PROBLEM DESCRIPTION:
The answer must consist of the entries, copied exactly and in full.

[Records drawn from a dataset]
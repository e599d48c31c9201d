//! Per-room stage countdown for Scrawl.
//!
//! One [`StageTimer`] lives inside each room actor. It ticks once per
//! second while armed, pends forever while idle, and self-cancels when
//! the countdown reaches zero. Expiry is purely informational — the
//! timer never forces a stage advance; advancing stays caller-triggered.
//!
//! # Cancel-before-arm
//!
//! The timer is owned by exactly one actor and polled only from that
//! actor's `tokio::select!` loop. [`StageTimer::arm`] overwrites the
//! pending deadline in place, so re-arming atomically discards the
//! previous countdown: a straggler tick from a cancelled instance cannot
//! exist, by construction rather than by after-the-fact filtering.
//!
//! # Integration
//!
//! ```ignore
//! loop {
//!     tokio::select! {
//!         Some(cmd) = cmd_rx.recv() => { /* handle commands */ }
//!         tick = timer.wait_for_tick() => {
//!             room.decrement_active_ttl();
//!             broadcast_snapshot();
//!         }
//!     }
//! }
//! ```

use std::time::Duration;

use tokio::time::{self, Instant as TokioInstant};
use tracing::{debug, trace};

/// The fixed tick cadence: the active stage's TTL drops by one per tick.
pub const TICK_INTERVAL: Duration = Duration::from_secs(1);

/// Information about a completed tick, returned by
/// [`StageTimer::wait_for_tick`].
#[derive(Debug, Clone, Copy, PartialEq, Eq)]
pub struct TimerTick {
    /// Seconds left after this tick.
    pub remaining: u32,
    /// `true` on the final tick; the timer has already disarmed itself.
    pub expired: bool,
}

/// A one-per-room countdown tied to the currently active stage.
#[derive(Debug)]
pub struct StageTimer {
    /// When the next tick fires. `None` while idle.
    next_tick: Option<TokioInstant>,
    remaining: u32,
}

impl StageTimer {
    /// Creates an idle timer. [`wait_for_tick`](Self::wait_for_tick)
    /// pends forever until [`arm`](Self::arm) is called.
    pub fn idle() -> Self {
        Self {
            next_tick: None,
            remaining: 0,
        }
    }

    /// Arms the countdown for `ttl` seconds, discarding any countdown
    /// that was still running. Arming with `ttl == 0` leaves the timer
    /// idle — there is nothing to count down.
    pub fn arm(&mut self, ttl: u32) {
        self.remaining = ttl;
        self.next_tick = if ttl > 0 {
            Some(TokioInstant::now() + TICK_INTERVAL)
        } else {
            None
        };
        debug!(ttl, "stage timer armed");
    }

    /// Stops the countdown. Idempotent.
    pub fn cancel(&mut self) {
        if self.next_tick.is_some() {
            debug!(remaining = self.remaining, "stage timer cancelled");
        }
        self.next_tick = None;
        self.remaining = 0;
    }

    /// Whether a countdown is currently running.
    pub fn is_armed(&self) -> bool {
        self.next_tick.is_some()
    }

    /// Seconds left on the current countdown (0 while idle).
    pub fn remaining(&self) -> u32 {
        self.remaining
    }

    /// Waits until the next one-second tick is due.
    ///
    /// While idle this future pends forever — it never resolves on its
    /// own, but a surrounding `tokio::select!` still services its other
    /// branches. On the tick that brings the countdown to zero the timer
    /// disarms itself and reports `expired = true`.
    pub async fn wait_for_tick(&mut self) -> TimerTick {
        let Some(next) = self.next_tick else {
            std::future::pending::<()>().await;
            unreachable!()
        };

        time::sleep_until(next).await;

        self.remaining = self.remaining.saturating_sub(1);
        let expired = self.remaining == 0;
        self.next_tick = if expired {
            None
        } else {
            // Schedule from the previous deadline, not from now, so the
            // cadence stays at exactly one tick per second.
            Some(next + TICK_INTERVAL)
        };

        trace!(remaining = self.remaining, expired, "stage timer tick");

        TimerTick {
            remaining: self.remaining,
            expired,
        }
    }
}

impl Default for StageTimer {
    fn default() -> Self {
        Self::idle()
    }
}
//! End-to-end room lifecycle tests: registry, actors, timers, teardown.
//!
//! Time-sensitive tests run with the Tokio clock paused, so sleeps
//! auto-advance instantly and tick deadlines are exact.

use std::sync::{Arc, Mutex};
use std::time::Duration;

use scrawl_protocol::{
    BroadcastEvent, ConnId, Player, PlayerId, RoomCode, RoomOptions,
    RoomSnapshot, StageKind,
};
use scrawl_room::{
    Archive, Broadcast, Retired, RoomError, RoomRegistry,
};
use tokio::sync::mpsc;

#[derive(Default)]
struct RecordingBroadcast {
    events: Mutex<Vec<(RoomCode, BroadcastEvent)>>,
}

impl RecordingBroadcast {
    fn events(&self) -> Vec<(RoomCode, BroadcastEvent)> {
        self.events.lock().unwrap().clone()
    }

    fn update_room_count(&self) -> usize {
        self.events()
            .iter()
            .filter(|(_, e)| matches!(e, BroadcastEvent::UpdateRoom { .. }))
            .count()
    }
}

impl Broadcast for RecordingBroadcast {
    fn join(&self, _code: &RoomCode, _conn: &ConnId) {}

    fn leave(&self, _code: &RoomCode, _conn: &ConnId) {}

    fn emit(&self, code: &RoomCode, event: BroadcastEvent) {
        self.events.lock().unwrap().push((code.clone(), event));
    }

    fn close(&self, _code: &RoomCode) {}
}

#[derive(Default)]
struct RecordingArchive {
    stored: Mutex<Vec<RoomSnapshot>>,
}

impl RecordingArchive {
    fn stored(&self) -> Vec<RoomSnapshot> {
        self.stored.lock().unwrap().clone()
    }
}

impl Archive for RecordingArchive {
    fn store(&self, room: RoomSnapshot) {
        self.stored.lock().unwrap().push(room);
    }
}

struct Fixture {
    registry: RoomRegistry,
    retired_rx: mpsc::UnboundedReceiver<Retired>,
    broadcast: Arc<RecordingBroadcast>,
    archive: Arc<RecordingArchive>,
}

fn fixture() -> Fixture {
    let broadcast = Arc::new(RecordingBroadcast::default());
    let archive = Arc::new(RecordingArchive::default());
    let (registry, retired_rx) =
        RoomRegistry::new(broadcast.clone(), archive.clone());
    Fixture {
        registry,
        retired_rx,
        broadcast,
        archive,
    }
}
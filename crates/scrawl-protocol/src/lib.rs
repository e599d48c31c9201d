//! Wire types for Scrawl.
//!
//! This crate defines the "language" spoken across the transport
//! boundary:
//!
//! - **Identifiers** ([`PlayerId`], [`RoomCode`], [`ConnId`], [`StageId`])
//! - **Events** ([`ClientEvent`], [`BroadcastEvent`]) — the closed set of
//!   named messages entering and leaving the core.
//! - **Envelope** ([`Ack`], [`ErrorCode`]) — what every handler returns
//!   to the triggering caller.
//! - **Snapshots** ([`RoomSnapshot`], [`GameSnapshot`], [`StageSnapshot`])
//!   — the full serialized room state broadcast to a room's group.
//!
//! The protocol layer is pure data + serde. It knows nothing about
//! sockets, rooms, or timers — the transport validates and decodes
//! payloads into these types before they reach the core.

mod event;
mod ids;
mod snapshot;

pub use event::{
    Ack, BroadcastEvent, ClientEvent, Disconnected, ErrorCode, RoomOptions,
};
pub use ids::{ConnId, PlayerId, RoomCode, StageId};
pub use snapshot::{
    ChatEntry, GameSnapshot, Player, RoomSnapshot, StageKind, StageSnapshot,
};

FINISHED EXERCISE:
repository e599d48c31c9201d
//! Per-room stage countdown for Scrawl.
//!
//! One [`StageTimer`] lives inside each room actor. It ticks once per
//! second while armed, pends forever while idle, and self-cancels when
//! the countdown reaches zero. Expiry is purely informational — the
//! timer never forces a stage advance; advancing stays caller-triggered.
//!
//! # Cancel-before-arm
//!
//! The timer is owned by exactly one actor and polled only from that
//! actor's `tokio::select!` loop. [`StageTimer::arm`] overwrites the
//! pending deadline in place, so re-arming atomically discards the
//! previous countdown: a straggler tick from a cancelled instance cannot
//! exist, by construction rather than by after-the-fact filtering.
//!
//! # Integration
//!
//! ```ignore
//! loop {
//!     tokio::select! {
//!         Some(cmd) = cmd_rx.recv() => { /* handle commands */ }
//!         tick = timer.wait_for_tick() => {
//!             room.decrement_active_ttl();
//!             broadcast_snapshot();
//!         }
//!     }
//! }
//! ```

use std::time::Duration;

use tokio::time::{self, Instant as TokioInstant};
use tracing::{debug, trace};

/// The fixed tick cadence: the active stage's TTL drops by one per tick.
pub const TICK_INTERVAL: Duration = Duration::from_secs(1);

/// Information about a completed tick, returned by
/// [`StageTimer::wait_for_tick`].
#[derive(Debug, Clone, Copy, PartialEq, Eq)]
pub struct TimerTick {
    /// Seconds left after this tick.
    pub remaining: u32,
    /// `true` on the final tick; the timer has already disarmed itself.
    pub expired: bool,
}

/// A one-per-room countdown tied to the currently active stage.
#[derive(Debug)]
pub struct StageTimer {
    /// When the next tick fires. `None` while idle.
    next_tick: Option<TokioInstant>,
    remaining: u32,
}

impl StageTimer {
    /// Creates an idle timer. [`wait_for_tick`](Self::wait_for_tick)
    /// pends forever until [`arm`](Self::arm) is called.
    pub fn idle() -> Self {
        Self {
            next_tick: None,
            remaining: 0,
        }
    }

    /// Arms the countdown for `ttl` seconds, discarding any countdown
    /// that was still running. Arming with `ttl == 0` leaves the timer
    /// idle — there is nothing to count down.
    pub fn arm(&mut self, ttl: u32) {
        self.remaining = ttl;
        self.next_tick = if ttl > 0 {
            Some(TokioInstant::now() + TICK_INTERVAL)
        } else {
            None
        };
        debug!(ttl, "stage timer armed");
    }

    /// Stops the countdown. Idempotent.
    pub fn cancel(&mut self) {
        if self.next_tick.is_some() {
            debug!(remaining = self.remaining, "stage timer cancelled");
        }
        self.next_tick = None;
        self.remaining = 0;
    }

    /// Whether a countdown is currently running.
    pub fn is_armed(&self) -> bool {
        self.next_tick.is_some()
    }

    /// Seconds left on the current countdown (0 while idle).
    pub fn remaining(&self) -> u32 {
        self.remaining
    }

    /// Waits until the next one-second tick is due.
    ///
    /// While idle this future pends forever — it never resolves on its
    /// own, but a surrounding `tokio::select!` still services its other
    /// branches. On the tick that brings the countdown to zero the timer
    /// disarms itself and reports `expired = true`.
    pub async fn wait_for_tick(&mut self) -> TimerTick {
        let Some(next) = self.next_tick else {
            std::future::pending::<()>().await;
            unreachable!()
        };

        time::sleep_until(next).await;

        self.remaining = self.remaining.saturating_sub(1);
        let expired = self.remaining == 0;
        self.next_tick = if expired {
            None
        } else {
            // Schedule from the previous deadline, not from now, so the
            // cadence stays at exactly one tick per second.
            Some(next + TICK_INTERVAL)
        };

        trace!(remaining = self.remaining, expired, "stage timer tick");

        TimerTick {
            remaining: self.remaining,
            expired,
        }
    }
}

impl Default for StageTimer {
    fn default() -> Self {
        Self::idle()
    }
}
//! End-to-end room lifecycle tests: registry, actors, timers, teardown.
//!
//! Time-sensitive tests run with the Tokio clock paused, so sleeps
//! auto-advance instantly and tick deadlines are exact.

use std::sync::{Arc, Mutex};
use std::time::Duration;

use scrawl_protocol::{
    BroadcastEvent, ConnId, Player, PlayerId, RoomCode, RoomOptions,
    RoomSnapshot, StageKind,
};
use scrawl_room::{
    Archive, Broadcast, Retired, RoomError, RoomRegistry,
};
use tokio::sync::mpsc;

#[derive(Default)]
struct RecordingBroadcast {
    events: Mutex<Vec<(RoomCode, BroadcastEvent)>>,
}

impl RecordingBroadcast {
    fn events(&self) -> Vec<(RoomCode, BroadcastEvent)> {
        self.events.lock().unwrap().clone()
    }

    fn update_room_count(&self) -> usize {
        self.events()
            .iter()
            .filter(|(_, e)| matches!(e, BroadcastEvent::UpdateRoom { .. }))
            .count()
    }
}

impl Broadcast for RecordingBroadcast {
    fn join(&self, _code: &RoomCode, _conn: &ConnId) {}

    fn leave(&self, _code: &RoomCode, _conn: &ConnId) {}

    fn emit(&self, code: &RoomCode, event: BroadcastEvent) {
        self.events.lock().unwrap().push((code.clone(), event));
    }

    fn close(&self, _code: &RoomCode) {}
}

#[derive(Default)]
struct RecordingArchive {
    stored: Mutex<Vec<RoomSnapshot>>,
}

impl RecordingArchive {
    fn stored(&self) -> Vec<RoomSnapshot> {
        self.stored.lock().unwrap().clone()
    }
}

impl Archive for RecordingArchive {
    fn store(&self, room: RoomSnapshot) {
        self.stored.lock().unwrap().push(room);
    }
}

struct Fixture {
    registry: RoomRegistry,
    retired_rx: mpsc::UnboundedReceiver<Retired>,
    broadcast: Arc<RecordingBroadcast>,
    archive: Arc<RecordingArchive>,
}

fn fixture() -> Fixture {
    let broadcast = Arc::new(RecordingBroadcast::default());
    let archive = Arc::new(RecordingArchive::default());
    let (registry, retired_rx) =
        RoomRegistry::new(broadcast.clone(), archive.clone());
    Fixture {
        registry,
        retired_rx,
        broadcast,
        archive,
    }
}
filename crates/scrawl-protocol/src/lib.rs
repository e599d48c31c9201d
//! Wire types for Scrawl.
//!
//! This crate defines the "language" spoken across the transport
//! boundary:
//!
//! - **Identifiers** ([`PlayerId`], [`RoomCode`], [`ConnId`], [`StageId`])
//! - **Events** ([`ClientEvent`], [`BroadcastEvent`]) — the closed set of
//!   named messages entering and leaving the core.
//! - **Envelope** ([`Ack`], [`ErrorCode`]) — what every handler returns
//!   to the triggering caller.
//! - **Snapshots** ([`RoomSnapshot`], [`GameSnapshot`], [`StageSnapshot`])
//!   — the full serialized room state broadcast to a room's group.
//!
//! The protocol layer is pure data + serde. It knows nothing about
//! sockets, rooms, or timers — the transport validates and decodes
//! payloads into these types before they reach the core.

mod event;
mod ids;
mod snapshot;

pub use event::{
    Ack, BroadcastEvent, ClientEvent, Disconnected, ErrorCode, RoomOptions,
};
pub use ids::{ConnId, PlayerId, RoomCode, StageId};
pub use snapshot::{
    ChatEntry, GameSnapshot, Player, RoomSnapshot, StageKind, StageSnapshot,
};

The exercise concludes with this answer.